• **Task to carry out**: From the entries below, copy each line in which the word "validated" occurs.

[Stored data entries]

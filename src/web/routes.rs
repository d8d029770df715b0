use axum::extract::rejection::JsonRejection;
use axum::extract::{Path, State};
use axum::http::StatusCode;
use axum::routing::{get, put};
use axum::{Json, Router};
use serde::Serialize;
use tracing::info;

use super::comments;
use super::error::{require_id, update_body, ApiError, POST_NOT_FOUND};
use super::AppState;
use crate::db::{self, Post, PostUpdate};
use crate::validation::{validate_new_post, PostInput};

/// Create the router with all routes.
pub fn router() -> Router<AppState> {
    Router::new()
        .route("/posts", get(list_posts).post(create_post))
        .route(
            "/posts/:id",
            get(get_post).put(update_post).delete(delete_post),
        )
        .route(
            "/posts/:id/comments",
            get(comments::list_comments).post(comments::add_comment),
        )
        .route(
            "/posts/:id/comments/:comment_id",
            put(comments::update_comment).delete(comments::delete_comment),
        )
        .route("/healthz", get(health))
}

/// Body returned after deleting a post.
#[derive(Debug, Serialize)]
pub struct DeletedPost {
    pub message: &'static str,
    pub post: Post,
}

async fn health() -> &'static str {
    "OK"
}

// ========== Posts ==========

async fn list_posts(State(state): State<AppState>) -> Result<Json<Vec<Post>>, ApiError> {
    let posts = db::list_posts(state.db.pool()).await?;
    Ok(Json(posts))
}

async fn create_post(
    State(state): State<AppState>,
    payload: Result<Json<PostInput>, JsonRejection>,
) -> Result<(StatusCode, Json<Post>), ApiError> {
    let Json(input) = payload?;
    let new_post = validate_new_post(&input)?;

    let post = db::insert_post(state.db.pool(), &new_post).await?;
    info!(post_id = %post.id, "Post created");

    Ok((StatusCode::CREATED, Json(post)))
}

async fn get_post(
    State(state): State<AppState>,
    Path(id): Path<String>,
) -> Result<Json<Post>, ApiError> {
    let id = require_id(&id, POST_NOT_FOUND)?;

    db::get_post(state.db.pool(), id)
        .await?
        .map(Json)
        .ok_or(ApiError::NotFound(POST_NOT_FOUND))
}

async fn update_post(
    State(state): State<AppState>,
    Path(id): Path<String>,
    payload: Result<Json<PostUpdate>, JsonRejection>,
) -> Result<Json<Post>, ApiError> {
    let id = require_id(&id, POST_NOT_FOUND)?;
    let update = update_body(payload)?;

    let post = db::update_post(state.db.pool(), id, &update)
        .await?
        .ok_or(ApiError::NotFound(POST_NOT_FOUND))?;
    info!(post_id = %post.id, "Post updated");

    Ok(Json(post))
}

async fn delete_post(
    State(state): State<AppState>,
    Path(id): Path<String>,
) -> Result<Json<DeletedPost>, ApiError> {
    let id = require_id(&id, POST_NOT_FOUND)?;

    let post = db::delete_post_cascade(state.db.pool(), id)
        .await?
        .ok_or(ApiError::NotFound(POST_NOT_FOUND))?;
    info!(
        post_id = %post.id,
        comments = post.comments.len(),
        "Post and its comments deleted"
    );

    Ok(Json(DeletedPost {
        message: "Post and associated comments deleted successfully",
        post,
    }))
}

* * *

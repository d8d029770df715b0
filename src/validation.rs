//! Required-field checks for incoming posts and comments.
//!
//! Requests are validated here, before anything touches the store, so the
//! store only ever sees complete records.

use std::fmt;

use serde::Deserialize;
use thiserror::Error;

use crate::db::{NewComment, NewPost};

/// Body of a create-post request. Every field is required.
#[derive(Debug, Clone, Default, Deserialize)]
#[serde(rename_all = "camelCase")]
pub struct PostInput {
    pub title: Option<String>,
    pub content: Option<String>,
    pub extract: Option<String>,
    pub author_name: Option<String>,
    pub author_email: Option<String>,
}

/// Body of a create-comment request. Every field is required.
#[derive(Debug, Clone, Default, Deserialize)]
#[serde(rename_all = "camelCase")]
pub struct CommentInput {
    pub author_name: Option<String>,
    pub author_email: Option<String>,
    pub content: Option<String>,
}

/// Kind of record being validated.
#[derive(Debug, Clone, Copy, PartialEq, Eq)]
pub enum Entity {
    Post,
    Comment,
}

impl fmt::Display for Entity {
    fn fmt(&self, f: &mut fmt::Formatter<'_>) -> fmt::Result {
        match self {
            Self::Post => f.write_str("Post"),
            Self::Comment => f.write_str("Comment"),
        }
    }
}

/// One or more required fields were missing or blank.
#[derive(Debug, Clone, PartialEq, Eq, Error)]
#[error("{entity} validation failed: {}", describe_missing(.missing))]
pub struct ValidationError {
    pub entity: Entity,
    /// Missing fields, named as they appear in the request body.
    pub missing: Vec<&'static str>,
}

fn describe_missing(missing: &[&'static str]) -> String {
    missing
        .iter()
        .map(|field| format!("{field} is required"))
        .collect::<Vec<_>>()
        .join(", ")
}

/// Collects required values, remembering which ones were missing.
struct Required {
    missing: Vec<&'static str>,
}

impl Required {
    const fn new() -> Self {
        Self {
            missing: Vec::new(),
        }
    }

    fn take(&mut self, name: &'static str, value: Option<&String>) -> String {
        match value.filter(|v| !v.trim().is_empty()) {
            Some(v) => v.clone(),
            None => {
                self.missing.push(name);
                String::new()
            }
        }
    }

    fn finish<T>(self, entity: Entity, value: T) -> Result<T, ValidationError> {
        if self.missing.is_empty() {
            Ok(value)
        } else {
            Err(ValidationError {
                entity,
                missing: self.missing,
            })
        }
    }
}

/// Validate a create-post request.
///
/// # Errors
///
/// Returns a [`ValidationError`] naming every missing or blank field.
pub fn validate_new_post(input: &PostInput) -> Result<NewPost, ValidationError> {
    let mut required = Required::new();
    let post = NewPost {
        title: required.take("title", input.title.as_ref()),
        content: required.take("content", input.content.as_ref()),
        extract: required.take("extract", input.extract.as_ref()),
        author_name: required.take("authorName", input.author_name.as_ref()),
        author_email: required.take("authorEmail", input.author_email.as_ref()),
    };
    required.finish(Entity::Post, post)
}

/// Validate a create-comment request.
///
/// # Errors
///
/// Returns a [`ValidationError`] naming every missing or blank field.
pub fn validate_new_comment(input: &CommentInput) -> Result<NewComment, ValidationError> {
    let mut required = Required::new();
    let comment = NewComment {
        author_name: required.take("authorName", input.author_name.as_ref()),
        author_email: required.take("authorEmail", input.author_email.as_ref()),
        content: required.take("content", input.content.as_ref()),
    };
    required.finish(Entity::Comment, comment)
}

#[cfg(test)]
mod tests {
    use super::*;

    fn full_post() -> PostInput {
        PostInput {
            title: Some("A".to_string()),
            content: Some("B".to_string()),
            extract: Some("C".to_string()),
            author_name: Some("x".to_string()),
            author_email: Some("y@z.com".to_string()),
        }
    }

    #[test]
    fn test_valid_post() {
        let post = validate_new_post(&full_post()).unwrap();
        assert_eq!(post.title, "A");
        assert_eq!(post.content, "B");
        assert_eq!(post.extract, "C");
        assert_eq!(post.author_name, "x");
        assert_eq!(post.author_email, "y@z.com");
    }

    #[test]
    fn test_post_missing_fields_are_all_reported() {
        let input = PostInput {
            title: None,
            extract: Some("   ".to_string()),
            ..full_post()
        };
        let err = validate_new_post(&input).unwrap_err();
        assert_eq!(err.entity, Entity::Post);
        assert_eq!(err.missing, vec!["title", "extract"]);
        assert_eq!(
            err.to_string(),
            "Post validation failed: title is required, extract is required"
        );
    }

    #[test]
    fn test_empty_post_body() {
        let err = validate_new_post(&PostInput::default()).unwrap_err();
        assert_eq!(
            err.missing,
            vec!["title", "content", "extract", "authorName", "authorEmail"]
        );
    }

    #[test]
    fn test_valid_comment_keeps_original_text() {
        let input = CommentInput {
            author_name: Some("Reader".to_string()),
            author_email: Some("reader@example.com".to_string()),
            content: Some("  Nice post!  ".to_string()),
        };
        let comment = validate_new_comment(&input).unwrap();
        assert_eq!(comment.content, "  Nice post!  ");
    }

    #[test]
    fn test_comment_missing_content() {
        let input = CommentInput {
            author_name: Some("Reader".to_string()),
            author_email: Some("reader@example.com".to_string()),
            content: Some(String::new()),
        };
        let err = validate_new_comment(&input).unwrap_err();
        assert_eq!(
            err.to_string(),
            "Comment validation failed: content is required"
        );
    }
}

• **Task answer**:
//! Requests are validated here, before anything touches the store, so the
/// Kind of record being validated.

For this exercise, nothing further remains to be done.